## WHAT IS NEEDED
Find the line in the entries below that contains "snapshot = newer;". Repeat it exactly, and every line after it through the line that contains "- Command message.".

Extracted data entries

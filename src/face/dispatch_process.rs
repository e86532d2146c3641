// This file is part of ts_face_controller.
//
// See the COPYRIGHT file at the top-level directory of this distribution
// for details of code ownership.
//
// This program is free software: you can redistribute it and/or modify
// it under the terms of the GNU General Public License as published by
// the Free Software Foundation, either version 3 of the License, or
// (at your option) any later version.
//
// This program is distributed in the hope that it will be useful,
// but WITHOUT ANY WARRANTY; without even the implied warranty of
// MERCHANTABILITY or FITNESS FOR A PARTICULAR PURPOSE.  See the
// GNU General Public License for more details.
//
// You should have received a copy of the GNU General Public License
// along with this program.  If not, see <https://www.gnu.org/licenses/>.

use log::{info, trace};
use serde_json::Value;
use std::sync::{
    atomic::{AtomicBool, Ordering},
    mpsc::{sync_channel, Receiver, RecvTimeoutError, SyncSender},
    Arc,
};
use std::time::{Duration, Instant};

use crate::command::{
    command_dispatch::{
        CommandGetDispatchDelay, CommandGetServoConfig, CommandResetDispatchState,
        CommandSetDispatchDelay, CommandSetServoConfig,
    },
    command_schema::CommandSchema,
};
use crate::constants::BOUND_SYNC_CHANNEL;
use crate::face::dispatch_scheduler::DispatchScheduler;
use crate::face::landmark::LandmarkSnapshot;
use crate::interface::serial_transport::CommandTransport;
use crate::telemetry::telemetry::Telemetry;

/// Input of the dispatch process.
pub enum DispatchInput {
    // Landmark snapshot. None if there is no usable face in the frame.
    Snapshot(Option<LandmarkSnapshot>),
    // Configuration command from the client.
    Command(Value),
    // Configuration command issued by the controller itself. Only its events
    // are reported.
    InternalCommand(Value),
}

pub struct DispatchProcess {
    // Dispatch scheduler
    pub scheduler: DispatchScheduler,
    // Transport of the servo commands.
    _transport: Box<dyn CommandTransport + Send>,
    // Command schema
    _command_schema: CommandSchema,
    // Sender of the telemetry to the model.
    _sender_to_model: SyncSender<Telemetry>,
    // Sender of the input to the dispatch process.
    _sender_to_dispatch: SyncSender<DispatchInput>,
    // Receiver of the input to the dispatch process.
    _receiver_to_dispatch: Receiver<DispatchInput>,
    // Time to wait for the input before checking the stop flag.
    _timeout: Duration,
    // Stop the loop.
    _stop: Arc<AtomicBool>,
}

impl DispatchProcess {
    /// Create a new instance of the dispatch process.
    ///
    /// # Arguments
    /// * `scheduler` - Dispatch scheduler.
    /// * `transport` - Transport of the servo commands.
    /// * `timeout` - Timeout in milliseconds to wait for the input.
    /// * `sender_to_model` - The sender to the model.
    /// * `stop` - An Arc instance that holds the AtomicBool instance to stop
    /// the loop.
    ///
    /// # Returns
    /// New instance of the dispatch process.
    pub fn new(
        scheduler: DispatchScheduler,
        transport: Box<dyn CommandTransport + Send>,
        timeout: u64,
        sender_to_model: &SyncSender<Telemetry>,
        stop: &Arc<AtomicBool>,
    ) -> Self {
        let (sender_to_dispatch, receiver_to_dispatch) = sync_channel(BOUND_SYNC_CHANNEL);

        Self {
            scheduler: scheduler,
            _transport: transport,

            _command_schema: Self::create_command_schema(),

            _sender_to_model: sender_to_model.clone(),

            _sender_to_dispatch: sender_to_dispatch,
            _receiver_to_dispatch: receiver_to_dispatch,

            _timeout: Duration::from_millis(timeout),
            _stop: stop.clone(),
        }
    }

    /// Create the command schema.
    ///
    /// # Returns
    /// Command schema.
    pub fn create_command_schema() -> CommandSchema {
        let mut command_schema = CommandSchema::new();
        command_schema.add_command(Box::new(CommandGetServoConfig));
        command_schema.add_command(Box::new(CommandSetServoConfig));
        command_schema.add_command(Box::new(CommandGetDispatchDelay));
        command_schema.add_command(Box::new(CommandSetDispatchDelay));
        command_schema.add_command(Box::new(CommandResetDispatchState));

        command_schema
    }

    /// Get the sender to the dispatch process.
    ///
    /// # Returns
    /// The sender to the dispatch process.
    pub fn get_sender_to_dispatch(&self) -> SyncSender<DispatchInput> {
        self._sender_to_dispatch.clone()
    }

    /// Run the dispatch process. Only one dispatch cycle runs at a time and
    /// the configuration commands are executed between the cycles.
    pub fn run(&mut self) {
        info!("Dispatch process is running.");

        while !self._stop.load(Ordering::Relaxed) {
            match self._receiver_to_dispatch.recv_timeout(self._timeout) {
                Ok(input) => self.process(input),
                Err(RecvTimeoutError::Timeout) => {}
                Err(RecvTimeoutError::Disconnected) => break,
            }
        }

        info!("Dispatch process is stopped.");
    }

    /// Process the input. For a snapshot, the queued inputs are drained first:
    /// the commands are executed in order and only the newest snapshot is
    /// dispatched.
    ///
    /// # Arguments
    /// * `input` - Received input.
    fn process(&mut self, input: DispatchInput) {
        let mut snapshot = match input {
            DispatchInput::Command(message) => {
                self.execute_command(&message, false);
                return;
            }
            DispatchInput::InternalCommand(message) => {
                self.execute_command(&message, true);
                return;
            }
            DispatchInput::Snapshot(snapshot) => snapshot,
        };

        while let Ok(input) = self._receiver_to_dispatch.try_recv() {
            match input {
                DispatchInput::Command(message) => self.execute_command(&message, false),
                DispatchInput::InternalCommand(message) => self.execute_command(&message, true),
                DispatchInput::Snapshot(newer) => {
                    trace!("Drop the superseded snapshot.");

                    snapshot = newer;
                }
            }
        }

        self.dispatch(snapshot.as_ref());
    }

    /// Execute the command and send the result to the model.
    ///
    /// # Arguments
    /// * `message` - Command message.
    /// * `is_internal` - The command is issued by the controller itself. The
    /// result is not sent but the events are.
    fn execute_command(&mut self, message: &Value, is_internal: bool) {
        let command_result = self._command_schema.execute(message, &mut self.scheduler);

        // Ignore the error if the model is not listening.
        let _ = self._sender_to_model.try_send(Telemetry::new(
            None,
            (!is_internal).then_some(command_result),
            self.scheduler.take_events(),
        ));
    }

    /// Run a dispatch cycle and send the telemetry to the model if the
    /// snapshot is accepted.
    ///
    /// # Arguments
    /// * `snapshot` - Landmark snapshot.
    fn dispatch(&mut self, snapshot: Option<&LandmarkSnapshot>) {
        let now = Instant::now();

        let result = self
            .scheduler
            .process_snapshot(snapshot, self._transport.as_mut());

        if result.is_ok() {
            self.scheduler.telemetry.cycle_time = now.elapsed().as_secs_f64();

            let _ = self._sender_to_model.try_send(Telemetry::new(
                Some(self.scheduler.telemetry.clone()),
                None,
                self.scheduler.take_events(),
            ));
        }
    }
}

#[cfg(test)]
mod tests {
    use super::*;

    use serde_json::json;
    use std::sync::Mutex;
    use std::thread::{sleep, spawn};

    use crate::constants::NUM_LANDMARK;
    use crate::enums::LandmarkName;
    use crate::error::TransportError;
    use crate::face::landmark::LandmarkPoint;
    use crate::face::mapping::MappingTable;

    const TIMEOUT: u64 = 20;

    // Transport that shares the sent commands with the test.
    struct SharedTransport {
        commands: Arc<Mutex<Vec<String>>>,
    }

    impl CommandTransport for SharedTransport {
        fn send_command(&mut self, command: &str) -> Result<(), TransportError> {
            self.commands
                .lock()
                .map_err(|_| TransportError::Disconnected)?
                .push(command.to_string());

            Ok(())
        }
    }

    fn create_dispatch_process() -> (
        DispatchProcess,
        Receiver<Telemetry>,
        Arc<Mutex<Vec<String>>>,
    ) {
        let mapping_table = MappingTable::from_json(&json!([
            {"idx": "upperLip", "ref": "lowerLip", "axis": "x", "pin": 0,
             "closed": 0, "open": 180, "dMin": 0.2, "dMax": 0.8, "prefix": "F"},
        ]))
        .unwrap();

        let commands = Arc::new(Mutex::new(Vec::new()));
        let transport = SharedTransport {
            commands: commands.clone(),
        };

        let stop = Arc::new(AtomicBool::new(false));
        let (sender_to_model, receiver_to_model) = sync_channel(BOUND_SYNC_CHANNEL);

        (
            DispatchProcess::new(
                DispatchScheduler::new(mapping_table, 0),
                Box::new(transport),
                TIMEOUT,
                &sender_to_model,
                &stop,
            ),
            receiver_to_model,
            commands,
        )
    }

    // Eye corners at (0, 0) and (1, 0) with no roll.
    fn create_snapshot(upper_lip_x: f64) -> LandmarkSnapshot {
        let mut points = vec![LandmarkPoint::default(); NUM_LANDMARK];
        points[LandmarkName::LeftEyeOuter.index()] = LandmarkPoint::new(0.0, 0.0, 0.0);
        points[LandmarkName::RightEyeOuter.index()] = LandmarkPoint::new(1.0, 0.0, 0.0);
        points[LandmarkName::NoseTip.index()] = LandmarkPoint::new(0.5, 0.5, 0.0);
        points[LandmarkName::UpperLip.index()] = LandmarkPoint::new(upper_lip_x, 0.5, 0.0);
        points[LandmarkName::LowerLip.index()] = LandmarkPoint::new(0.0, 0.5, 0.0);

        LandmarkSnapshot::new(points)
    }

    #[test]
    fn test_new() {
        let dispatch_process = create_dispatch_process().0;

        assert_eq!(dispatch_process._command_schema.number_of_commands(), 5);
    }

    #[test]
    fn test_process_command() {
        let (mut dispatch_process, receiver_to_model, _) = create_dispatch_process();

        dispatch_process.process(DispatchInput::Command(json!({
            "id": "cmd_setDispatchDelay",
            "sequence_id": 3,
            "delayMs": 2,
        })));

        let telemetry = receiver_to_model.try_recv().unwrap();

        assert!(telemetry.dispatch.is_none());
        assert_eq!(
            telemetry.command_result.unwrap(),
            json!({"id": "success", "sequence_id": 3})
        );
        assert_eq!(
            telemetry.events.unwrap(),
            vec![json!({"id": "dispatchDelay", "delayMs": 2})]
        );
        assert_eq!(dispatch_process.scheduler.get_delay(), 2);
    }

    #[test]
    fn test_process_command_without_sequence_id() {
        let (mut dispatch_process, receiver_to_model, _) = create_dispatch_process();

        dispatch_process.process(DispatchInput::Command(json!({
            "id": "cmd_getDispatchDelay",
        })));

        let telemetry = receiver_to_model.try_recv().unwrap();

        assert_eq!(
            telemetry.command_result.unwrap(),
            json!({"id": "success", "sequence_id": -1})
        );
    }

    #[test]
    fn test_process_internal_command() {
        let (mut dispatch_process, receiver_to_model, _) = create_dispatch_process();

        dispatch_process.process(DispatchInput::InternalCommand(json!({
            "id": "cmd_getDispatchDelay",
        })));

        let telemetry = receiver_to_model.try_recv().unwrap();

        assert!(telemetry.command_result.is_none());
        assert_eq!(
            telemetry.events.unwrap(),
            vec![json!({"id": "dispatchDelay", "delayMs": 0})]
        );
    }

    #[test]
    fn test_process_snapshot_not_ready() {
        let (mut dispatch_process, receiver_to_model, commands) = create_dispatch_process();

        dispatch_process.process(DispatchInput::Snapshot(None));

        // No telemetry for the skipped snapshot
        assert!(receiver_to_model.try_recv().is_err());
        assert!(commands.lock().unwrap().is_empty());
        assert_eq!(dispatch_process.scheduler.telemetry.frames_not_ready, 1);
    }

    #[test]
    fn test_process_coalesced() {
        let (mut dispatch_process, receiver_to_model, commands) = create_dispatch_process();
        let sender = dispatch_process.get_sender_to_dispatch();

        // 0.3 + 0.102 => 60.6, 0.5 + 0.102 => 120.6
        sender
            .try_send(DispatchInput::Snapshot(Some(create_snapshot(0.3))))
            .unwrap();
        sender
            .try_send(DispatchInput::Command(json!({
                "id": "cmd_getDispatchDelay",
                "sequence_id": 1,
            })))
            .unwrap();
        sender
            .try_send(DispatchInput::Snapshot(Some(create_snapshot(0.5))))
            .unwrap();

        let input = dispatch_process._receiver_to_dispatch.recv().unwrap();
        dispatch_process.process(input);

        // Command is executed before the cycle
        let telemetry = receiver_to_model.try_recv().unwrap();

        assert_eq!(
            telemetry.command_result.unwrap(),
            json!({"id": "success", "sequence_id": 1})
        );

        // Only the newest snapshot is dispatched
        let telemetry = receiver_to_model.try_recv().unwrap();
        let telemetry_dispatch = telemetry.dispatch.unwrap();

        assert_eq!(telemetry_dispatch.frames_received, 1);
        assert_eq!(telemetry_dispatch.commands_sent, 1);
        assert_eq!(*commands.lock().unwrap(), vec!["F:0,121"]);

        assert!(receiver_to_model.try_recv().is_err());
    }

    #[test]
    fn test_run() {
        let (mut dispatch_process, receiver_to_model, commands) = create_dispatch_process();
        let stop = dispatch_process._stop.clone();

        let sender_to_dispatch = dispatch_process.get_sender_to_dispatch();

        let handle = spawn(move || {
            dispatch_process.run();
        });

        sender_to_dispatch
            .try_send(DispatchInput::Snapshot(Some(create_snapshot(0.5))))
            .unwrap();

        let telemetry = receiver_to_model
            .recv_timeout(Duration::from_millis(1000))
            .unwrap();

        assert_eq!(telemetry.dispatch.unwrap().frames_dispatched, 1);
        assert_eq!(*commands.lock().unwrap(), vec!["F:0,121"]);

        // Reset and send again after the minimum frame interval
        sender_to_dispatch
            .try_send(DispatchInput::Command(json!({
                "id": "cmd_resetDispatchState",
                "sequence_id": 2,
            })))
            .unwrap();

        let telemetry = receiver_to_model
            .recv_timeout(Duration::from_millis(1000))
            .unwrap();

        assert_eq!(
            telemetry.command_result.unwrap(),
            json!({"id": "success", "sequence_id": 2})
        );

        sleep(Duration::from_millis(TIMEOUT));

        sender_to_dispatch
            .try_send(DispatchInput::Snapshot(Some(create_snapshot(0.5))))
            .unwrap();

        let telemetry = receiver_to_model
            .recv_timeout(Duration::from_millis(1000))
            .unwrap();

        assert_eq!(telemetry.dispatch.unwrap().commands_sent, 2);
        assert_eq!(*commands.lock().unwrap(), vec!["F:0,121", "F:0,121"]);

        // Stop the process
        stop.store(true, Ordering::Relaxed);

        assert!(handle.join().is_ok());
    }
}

==

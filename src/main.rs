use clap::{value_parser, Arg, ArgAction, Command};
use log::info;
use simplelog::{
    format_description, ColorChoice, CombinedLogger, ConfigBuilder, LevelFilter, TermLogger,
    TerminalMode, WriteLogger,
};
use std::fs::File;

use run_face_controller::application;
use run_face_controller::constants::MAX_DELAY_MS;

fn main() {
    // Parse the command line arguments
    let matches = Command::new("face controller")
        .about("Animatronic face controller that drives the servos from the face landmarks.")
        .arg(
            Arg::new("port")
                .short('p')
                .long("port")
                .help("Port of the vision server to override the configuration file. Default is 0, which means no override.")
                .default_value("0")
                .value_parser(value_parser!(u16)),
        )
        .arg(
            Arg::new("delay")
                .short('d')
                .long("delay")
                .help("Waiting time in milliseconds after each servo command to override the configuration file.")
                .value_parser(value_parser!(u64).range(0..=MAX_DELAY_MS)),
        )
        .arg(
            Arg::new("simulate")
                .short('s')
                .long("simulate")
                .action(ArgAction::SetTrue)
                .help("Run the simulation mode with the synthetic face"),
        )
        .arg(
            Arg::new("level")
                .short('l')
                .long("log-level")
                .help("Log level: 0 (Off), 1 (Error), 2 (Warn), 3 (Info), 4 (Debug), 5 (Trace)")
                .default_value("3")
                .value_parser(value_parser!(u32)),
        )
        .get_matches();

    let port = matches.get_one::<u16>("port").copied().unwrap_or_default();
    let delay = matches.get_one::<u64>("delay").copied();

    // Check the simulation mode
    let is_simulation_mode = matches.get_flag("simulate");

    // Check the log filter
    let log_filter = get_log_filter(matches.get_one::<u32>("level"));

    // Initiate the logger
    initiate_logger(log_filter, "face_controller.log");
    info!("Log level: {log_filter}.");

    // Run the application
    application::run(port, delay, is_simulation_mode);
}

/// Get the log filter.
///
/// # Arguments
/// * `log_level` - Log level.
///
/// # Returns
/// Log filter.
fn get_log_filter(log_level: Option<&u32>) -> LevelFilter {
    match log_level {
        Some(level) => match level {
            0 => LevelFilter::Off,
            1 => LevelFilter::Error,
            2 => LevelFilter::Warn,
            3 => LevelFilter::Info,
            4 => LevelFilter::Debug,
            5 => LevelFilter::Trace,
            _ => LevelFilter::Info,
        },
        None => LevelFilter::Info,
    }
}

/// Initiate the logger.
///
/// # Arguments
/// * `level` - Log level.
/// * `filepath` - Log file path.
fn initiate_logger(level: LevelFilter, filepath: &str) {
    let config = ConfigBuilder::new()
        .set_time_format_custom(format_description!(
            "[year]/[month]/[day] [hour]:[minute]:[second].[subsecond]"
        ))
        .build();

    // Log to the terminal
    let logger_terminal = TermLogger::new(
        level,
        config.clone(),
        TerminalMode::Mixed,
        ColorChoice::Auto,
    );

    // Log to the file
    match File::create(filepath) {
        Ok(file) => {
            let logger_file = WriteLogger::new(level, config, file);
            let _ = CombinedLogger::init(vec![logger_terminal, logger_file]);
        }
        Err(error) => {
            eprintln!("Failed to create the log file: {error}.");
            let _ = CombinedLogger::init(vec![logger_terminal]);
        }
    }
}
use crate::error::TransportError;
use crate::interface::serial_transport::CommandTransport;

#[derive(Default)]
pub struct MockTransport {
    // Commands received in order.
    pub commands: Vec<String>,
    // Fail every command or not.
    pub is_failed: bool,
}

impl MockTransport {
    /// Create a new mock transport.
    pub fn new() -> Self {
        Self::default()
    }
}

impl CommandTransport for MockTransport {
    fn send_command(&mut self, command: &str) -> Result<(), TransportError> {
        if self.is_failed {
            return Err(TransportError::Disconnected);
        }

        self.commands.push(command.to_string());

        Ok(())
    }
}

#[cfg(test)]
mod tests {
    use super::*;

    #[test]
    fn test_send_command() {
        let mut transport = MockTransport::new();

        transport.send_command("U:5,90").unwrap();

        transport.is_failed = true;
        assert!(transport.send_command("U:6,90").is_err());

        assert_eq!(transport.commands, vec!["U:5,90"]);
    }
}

--

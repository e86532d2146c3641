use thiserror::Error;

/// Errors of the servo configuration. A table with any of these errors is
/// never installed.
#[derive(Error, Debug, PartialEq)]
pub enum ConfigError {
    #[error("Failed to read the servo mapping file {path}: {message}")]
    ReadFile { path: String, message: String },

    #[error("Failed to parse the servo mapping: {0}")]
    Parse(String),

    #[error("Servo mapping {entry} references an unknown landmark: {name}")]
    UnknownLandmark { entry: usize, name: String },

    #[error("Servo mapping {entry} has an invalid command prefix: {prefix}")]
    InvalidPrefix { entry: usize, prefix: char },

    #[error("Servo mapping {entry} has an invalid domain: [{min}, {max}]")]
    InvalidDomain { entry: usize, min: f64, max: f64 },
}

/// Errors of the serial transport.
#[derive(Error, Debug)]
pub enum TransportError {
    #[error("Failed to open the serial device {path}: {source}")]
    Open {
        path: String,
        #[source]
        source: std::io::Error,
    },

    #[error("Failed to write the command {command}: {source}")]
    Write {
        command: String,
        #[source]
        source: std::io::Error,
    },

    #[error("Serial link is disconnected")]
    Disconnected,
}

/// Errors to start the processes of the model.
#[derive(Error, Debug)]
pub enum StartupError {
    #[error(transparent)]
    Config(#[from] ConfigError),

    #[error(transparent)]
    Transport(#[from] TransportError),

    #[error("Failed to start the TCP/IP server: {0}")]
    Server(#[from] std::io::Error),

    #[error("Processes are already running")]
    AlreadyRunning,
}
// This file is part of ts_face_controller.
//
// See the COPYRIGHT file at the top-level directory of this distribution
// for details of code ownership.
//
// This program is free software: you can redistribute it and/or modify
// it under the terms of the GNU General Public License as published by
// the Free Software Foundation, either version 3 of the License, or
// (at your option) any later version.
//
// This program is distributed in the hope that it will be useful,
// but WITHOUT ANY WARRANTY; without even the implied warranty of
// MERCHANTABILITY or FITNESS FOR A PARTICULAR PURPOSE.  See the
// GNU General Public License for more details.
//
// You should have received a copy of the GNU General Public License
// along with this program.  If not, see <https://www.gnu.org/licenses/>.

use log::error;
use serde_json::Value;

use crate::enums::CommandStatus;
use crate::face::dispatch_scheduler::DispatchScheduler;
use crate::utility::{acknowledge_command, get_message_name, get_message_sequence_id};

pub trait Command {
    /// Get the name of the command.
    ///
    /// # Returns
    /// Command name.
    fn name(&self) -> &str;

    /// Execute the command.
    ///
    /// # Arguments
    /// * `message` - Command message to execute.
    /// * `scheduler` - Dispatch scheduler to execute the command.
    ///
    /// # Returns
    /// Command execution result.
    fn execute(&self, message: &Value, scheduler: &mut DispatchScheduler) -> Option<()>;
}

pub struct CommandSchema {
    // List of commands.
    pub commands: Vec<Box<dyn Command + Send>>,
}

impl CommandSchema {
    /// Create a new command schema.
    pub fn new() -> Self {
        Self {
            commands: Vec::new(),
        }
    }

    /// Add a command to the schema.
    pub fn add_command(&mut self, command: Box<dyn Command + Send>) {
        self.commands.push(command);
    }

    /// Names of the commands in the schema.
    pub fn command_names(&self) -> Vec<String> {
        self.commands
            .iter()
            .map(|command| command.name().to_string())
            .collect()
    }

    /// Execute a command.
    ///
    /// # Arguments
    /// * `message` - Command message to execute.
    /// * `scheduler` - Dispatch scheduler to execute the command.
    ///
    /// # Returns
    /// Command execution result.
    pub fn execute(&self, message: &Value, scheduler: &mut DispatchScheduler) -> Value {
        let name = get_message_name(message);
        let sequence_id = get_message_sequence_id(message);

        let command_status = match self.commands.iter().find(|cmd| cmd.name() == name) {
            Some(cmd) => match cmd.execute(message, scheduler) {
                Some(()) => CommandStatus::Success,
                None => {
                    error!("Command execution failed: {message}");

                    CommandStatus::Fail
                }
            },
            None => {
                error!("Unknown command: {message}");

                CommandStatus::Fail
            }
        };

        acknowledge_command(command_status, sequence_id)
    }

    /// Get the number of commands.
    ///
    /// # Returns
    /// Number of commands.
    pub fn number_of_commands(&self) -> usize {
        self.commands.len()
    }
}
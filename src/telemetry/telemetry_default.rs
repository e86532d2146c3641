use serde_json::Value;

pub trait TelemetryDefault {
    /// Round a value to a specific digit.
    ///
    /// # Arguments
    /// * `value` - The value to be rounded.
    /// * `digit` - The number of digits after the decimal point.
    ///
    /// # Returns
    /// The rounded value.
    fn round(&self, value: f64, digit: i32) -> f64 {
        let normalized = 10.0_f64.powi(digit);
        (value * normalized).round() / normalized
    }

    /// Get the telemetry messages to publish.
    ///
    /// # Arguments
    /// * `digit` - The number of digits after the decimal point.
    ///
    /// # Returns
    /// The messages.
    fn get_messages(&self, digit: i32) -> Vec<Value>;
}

## SOLUTION BELOW
                    snapshot = newer;
                }
            }
        }

        self.dispatch(snapshot.as_ref());
    }

    /// Execute the command and send the result to the model.
    ///
    /// # Arguments
    /// * `message` - Command message.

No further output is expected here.